Classify each as independent or dependent samples. a. Heights of identical twins b. Test scores of the same students in English and psychology c. The effectiveness of two different brands of aspirin on two different groups of people d. Effects of a drug on reaction time of two different groups of people, measured by a before-and-after test e. The effectiveness of two different diets on two different groups of individuals

Explain the difference between testing a single mean and testing the difference between two means.

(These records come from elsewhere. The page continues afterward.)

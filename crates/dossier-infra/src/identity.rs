//! Identity provider for non-browser use.
//!
//! The command line has no redirect flow. `StaticIdentityProvider` holds a
//! fixed profile (from `--user` or `DOSSIER_USER`); the session starts
//! authenticated when one is present. "Logging in" without a profile fails
//! with a hint instead of redirecting.

use std::sync::atomic::{AtomicBool, Ordering};

use dossier_core::auth::IdentityProvider;
use dossier_types::error::AuthError;
use dossier_types::identity::UserProfile;

/// Environment variable naming the user when `--user` is not given.
pub const USER_ENV: &str = "DOSSIER_USER";

pub struct StaticIdentityProvider {
    profile: Option<UserProfile>,
    authenticated: AtomicBool,
}

impl StaticIdentityProvider {
    pub fn new(profile: Option<UserProfile>) -> Self {
        let authenticated = AtomicBool::new(profile.is_some());
        Self {
            profile,
            authenticated,
        }
    }

    /// Provider for a user known only by subject.
    pub fn for_subject(sub: impl Into<String>) -> Self {
        Self::new(Some(UserProfile {
            sub: Some(sub.into()),
            ..UserProfile::default()
        }))
    }

    /// Provider for `explicit`, else `DOSSIER_USER`, else nobody.
    pub fn from_env(explicit: Option<String>) -> Self {
        match explicit.or_else(|| std::env::var(USER_ENV).ok()) {
            Some(sub) if !sub.trim().is_empty() => Self::for_subject(sub.trim()),
            _ => Self::new(None),
        }
    }
}

impl IdentityProvider for StaticIdentityProvider {
    async fn initialize(&self) -> Result<(), AuthError> {
        Ok(())
    }

    async fn is_authenticated(&self) -> Result<bool, AuthError> {
        Ok(self.authenticated.load(Ordering::SeqCst))
    }

    async fn get_user(&self) -> Result<Option<UserProfile>, AuthError> {
        if self.authenticated.load(Ordering::SeqCst) {
            Ok(self.profile.clone())
        } else {
            Ok(None)
        }
    }

    async fn login_with_redirect(&self) -> Result<(), AuthError> {
        if self.profile.is_some() {
            self.authenticated.store(true, Ordering::SeqCst);
            Ok(())
        } else {
            Err(AuthError::Provider(format!(
                "no user configured; pass --user or set {USER_ENV}"
            )))
        }
    }

    async fn logout(&self) -> Result<(), AuthError> {
        self.authenticated.store(false, Ordering::SeqCst);
        Ok(())
    }

    async fn handle_redirect_callback(&self) -> Result<(), AuthError> {
        Err(AuthError::Callback(
            "redirect callbacks are not supported here".to_string(),
        ))
    }
}

#[cfg(test)]
mod tests {
    use super::*;
    use dossier_core::auth::{resolve_identity, AuthOutcome};

    #[tokio::test]
    async fn test_known_subject_resolves() {
        let provider = StaticIdentityProvider::for_subject("U1");
        match resolve_identity(&provider, "").await.unwrap() {
            AuthOutcome::Authenticated { identity, .. } => assert_eq!(identity.as_str(), "U1"),
            AuthOutcome::LoginRequired => panic!("expected an authenticated user"),
        }
    }

    #[tokio::test]
    async fn test_no_user_cannot_log_in() {
        let provider = StaticIdentityProvider::new(None);
        assert!(!provider.is_authenticated().await.unwrap());
        assert!(matches!(
            resolve_identity(&provider, "").await,
            Err(AuthError::Provider(_))
        ));
    }

    #[tokio::test]
    async fn test_logout_then_login() {
        let provider = StaticIdentityProvider::for_subject("U1");
        provider.logout().await.unwrap();
        assert!(provider.get_user().await.unwrap().is_none());
        provider.login_with_redirect().await.unwrap();
        assert!(provider.is_authenticated().await.unwrap());
    }

    #[tokio::test]
    async fn test_callback_failure_is_not_fatal() {
        let provider = StaticIdentityProvider::for_subject("U1");
        let outcome = resolve_identity(&provider, "?code=abc&state=xyz").await.unwrap();
        assert!(matches!(outcome, AuthOutcome::Authenticated { .. }));
    }

    #[test]
    fn test_explicit_user_wins() {
        let provider = StaticIdentityProvider::from_env(Some(" U9 ".to_string()));
        assert_eq!(
            provider.profile.as_ref().and_then(|p| p.sub.as_deref()),
            Some("U9")
        );
    }
}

For these exercises, perform each of these steps. Assume that all variables are normally or approximately normally distributed. a. State the hypotheses and identify the claim. b. Find the critical value(s). c. Compute the test value. d. Make the decision. e. Summarize the results. Use the traditional method of hypothesis testing unless otherwise specified and assume the variances are unequal. Waterfall Heights Is there a significant difference at \(\alpha=0.10\) in the mean heights in feet of waterfalls in Europe and the ones in Asia? The data are shown. $$ \begin{array}{ccc|ccc}{} & {} & {\text { Europe }} & {} & {\text { Asia }} \\\ \hline 487 & {1246} & {1385} & {614} & {722} & {964} \\ {470} & {1312} & {984} & {1137} & {320} & {830} \\ {900} & {345} & {820} & {350} & {722} & {1904}\end{array} $$

Find the proportions \(\hat{p}\) and \(\hat{q}\) for each. a. \(n=52, X=32\) b. \(n=80, X=66\) c. \(n=36, X=12\) d. \(n=42, X=7\) e. \(n=160, X=50\)

When one is computing the \(F\) test value, what condition is placed on the variance that is in the numerator?

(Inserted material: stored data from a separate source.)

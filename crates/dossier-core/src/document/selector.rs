//! Minimal element selectors used by page layouts.

use serde::{Deserialize, Serialize};

use super::{Node, NodeKind};

/// Selects nodes by id, class, field name or `data-*` attribute.
#[derive(Debug, Clone, PartialEq, Eq, Hash, Serialize, Deserialize)]
#[serde(tag = "by", content = "value", rename_all = "snake_case")]
pub enum Selector {
    Id(String),
    Class(String),
    Name(String),
    Data { key: String, value: String },
}

impl Selector {
    pub fn id(id: impl Into<String>) -> Self {
        Self::Id(id.into())
    }

    pub fn class(class: impl Into<String>) -> Self {
        Self::Class(class.into())
    }

    pub fn name(name: impl Into<String>) -> Self {
        Self::Name(name.into())
    }

    pub fn matches(&self, node: &Node) -> bool {
        match self {
            Self::Id(id) => node.id.as_deref() == Some(id.as_str()),
            Self::Class(class) => node.has_class(class),
            Self::Name(name) => {
                matches!(&node.kind, NodeKind::Field(field) if &field.name == name)
            }
            Self::Data { key, value } => node.data.get(key) == Some(value),
        }
    }
}

impl std::fmt::Display for Selector {
    fn fmt(&self, f: &mut std::fmt::Formatter<'_>) -> std::fmt::Result {
        match self {
            Self::Id(id) => write!(f, "#{id}"),
            Self::Class(class) => write!(f, ".{class}"),
            Self::Name(name) => write!(f, "[name=\"{name}\"]"),
            Self::Data { key, value } => write!(f, "[data-{key}=\"{value}\"]"),
        }
    }
}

For these exercises, perform each of these steps. Assume that all variables are normally or approximately normally distributed. a. State the hypotheses and identify the claim. b. Find the critical value(s). c. Compute the test value. d. Make the decision. e. Summarize the results. Use the traditional method of hypothesis testing unless otherwise specified and assume the variances are unequal. Tax-Exempt Properties A tax collector wishes to see if the mean values of the tax-exempt properties are different for two cities. The values of the tax- exempt properties for the two random samples are shown. The data are given in millions of dollars. At \(\alpha=0.05,\) is there enough evidence to support the tax collector's claim that the means are different? $$ \begin{array}{cccc|cccc}{} & {\text { City } \mathbf{A}} & {} & {} & {} & {\text { City } \mathbf{B}} & {} & {} \\ \hline 113 & {22} & {14} & {8} & {82} & {11} & {5} & {15} \\ {25} & {23} & {23} & {30} & {295} & {50} & {12} & {9} \\ {44} & {11} & {19} & {7} & {12} & {68} & {81} & {2} \\ {31} & {19} & {5} & {2} & {} & {20} & {16} & {4} & {5}\end{array} $$

Find \(\hat{p}\) and \(\hat{q}\) for each. a. \(n=36, X=20\) b. \(n=50, X=35\) c. \(n=64, X=16\) d. \(n=200, X=175\) e. \(n=148, X=16\)

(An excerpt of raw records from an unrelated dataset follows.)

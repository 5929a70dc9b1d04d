//! SQLite storage layer.
//!
//! Draft blobs backed by SQLite with WAL mode and split read/write
//! connection pools.

pub mod blob;
pub mod pool;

When a researcher selects all possible pairs of samples from a population in order to find the difference between the means of each pair, what will be the shape of the distribution of the differences when the original distributions are normally distributed? What will be the mean of the distribution? What will be the standard deviation of the distribution?

Find each \(X,\) given \(\hat{p}\) a. \(\hat{p}=0.60, n=240\) b. \(\hat{p}=0.20, n=320\) c. \(\hat{p}=0.60, n=520\) d. \(\hat{p}=0.80, n=50\) e. \(\hat{p}=0.35, n=200\)

What are the two different degrees of freedom associated with the \(F\) distribution?